Exercise description.
What lines in the records below include the word "Item"? Return each one.

Raw data.

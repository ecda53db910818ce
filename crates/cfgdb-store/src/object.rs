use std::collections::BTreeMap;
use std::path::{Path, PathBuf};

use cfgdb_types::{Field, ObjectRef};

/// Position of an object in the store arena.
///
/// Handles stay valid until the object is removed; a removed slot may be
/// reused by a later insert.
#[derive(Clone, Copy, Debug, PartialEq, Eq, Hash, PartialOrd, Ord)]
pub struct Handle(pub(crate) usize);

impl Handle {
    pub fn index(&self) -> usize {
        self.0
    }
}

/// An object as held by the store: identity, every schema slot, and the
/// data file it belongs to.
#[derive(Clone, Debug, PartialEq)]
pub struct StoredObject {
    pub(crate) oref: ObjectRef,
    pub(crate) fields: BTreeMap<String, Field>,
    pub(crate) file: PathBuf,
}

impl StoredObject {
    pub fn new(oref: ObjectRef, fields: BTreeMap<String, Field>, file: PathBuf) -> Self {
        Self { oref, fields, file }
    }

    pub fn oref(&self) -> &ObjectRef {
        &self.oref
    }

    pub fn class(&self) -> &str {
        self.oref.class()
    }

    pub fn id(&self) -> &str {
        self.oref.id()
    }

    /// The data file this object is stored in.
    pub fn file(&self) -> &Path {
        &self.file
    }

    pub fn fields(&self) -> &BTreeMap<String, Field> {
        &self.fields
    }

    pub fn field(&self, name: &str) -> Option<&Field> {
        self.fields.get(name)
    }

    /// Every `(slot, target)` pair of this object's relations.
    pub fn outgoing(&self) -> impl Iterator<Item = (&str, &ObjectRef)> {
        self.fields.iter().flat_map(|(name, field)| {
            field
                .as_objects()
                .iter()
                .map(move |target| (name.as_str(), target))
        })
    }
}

--

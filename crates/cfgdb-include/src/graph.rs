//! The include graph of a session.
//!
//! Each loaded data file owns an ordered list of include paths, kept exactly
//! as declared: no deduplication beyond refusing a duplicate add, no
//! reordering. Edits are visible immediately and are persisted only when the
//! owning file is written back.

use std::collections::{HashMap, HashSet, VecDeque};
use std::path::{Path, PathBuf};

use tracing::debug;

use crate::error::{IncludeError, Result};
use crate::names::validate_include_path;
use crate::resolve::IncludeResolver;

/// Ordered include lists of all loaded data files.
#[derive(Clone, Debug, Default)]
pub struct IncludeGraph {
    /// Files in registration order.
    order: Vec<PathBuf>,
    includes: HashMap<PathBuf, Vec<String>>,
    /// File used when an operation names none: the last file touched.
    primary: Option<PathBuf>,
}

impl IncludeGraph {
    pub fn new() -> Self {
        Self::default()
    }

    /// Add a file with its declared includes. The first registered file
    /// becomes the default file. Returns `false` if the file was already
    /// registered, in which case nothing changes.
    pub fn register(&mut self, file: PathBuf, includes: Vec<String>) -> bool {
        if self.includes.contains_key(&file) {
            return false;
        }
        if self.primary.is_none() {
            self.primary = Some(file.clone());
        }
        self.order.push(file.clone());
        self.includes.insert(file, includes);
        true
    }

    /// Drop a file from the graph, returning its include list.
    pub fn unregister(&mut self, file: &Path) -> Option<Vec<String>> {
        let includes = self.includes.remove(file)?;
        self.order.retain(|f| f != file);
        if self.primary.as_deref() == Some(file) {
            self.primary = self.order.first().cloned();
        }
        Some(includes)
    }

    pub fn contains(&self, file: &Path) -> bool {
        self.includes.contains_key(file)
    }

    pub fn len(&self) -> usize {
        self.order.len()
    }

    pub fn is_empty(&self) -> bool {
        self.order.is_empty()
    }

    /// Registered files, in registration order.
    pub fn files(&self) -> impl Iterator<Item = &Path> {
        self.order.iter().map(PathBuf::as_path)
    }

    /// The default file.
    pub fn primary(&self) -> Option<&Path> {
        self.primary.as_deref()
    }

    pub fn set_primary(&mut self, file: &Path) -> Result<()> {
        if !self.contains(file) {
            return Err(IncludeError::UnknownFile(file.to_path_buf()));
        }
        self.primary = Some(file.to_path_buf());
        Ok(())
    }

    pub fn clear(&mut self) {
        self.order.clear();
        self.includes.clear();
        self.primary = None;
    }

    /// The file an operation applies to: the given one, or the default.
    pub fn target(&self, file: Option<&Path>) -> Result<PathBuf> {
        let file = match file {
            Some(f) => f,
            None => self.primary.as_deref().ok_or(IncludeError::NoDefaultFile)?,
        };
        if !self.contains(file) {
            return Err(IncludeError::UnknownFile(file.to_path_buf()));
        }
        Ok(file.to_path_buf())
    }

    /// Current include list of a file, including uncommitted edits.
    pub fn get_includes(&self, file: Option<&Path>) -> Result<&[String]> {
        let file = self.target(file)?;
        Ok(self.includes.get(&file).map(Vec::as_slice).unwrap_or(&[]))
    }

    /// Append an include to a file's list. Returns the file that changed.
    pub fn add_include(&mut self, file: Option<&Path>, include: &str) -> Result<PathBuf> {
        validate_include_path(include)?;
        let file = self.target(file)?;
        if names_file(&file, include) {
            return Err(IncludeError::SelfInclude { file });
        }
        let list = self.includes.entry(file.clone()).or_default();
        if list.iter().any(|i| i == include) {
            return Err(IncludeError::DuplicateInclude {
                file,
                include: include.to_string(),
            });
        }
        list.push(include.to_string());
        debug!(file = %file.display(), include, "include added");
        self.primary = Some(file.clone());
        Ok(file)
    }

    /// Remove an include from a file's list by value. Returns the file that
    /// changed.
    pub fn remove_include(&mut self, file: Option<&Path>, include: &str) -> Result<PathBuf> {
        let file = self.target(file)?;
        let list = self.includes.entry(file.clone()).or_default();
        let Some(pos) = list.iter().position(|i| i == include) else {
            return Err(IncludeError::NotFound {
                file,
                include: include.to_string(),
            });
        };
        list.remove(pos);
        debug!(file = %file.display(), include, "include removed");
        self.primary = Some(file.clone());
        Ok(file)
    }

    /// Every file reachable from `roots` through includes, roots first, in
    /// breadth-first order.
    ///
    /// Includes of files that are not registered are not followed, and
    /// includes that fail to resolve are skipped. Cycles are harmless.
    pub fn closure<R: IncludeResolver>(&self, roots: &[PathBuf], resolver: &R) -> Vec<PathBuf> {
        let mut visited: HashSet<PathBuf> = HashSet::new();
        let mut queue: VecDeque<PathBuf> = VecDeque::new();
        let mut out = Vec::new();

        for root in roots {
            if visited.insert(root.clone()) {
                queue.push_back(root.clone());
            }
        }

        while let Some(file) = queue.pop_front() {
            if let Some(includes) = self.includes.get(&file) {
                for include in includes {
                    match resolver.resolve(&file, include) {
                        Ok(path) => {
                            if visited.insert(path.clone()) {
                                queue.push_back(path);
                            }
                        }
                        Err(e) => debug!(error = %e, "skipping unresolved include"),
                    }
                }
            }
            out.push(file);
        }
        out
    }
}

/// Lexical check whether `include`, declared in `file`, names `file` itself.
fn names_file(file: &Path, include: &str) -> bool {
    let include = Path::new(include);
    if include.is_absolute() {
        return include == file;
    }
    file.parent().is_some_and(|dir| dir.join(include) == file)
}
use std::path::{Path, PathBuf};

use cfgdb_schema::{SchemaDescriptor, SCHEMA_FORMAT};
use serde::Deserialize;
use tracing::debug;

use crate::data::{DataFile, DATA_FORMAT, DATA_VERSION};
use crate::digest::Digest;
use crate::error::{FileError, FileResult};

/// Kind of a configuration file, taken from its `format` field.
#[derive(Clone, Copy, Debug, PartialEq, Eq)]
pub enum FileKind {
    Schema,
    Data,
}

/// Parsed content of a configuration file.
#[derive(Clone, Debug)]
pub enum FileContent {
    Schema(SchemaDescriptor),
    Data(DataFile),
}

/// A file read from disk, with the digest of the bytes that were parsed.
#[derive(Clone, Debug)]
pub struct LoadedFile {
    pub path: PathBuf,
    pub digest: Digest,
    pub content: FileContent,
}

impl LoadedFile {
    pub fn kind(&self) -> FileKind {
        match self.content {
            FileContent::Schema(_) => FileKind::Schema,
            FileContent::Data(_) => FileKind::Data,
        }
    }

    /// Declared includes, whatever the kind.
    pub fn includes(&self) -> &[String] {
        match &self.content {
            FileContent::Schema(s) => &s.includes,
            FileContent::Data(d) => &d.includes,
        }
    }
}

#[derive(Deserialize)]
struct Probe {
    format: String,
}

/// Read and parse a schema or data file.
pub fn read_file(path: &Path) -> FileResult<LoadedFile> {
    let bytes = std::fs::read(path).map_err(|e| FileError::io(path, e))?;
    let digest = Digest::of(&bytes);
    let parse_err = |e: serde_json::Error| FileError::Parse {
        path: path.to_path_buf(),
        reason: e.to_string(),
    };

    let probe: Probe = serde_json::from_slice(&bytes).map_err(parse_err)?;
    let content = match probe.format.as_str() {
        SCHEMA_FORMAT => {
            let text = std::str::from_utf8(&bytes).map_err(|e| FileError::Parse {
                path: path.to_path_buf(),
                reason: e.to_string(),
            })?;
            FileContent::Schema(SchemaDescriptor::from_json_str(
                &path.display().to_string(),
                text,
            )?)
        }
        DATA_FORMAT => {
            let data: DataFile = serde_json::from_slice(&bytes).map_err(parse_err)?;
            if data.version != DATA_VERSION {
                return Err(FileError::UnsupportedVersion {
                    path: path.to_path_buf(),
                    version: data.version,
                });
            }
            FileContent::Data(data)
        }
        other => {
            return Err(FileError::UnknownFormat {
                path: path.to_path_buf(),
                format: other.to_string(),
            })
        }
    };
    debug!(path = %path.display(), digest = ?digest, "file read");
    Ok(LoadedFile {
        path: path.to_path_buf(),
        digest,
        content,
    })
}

Result of the exercise.
    pub fn outgoing(&self) -> impl Iterator<Item = (&str, &ObjectRef)> {
    pub fn files(&self) -> impl Iterator<Item = &Path> {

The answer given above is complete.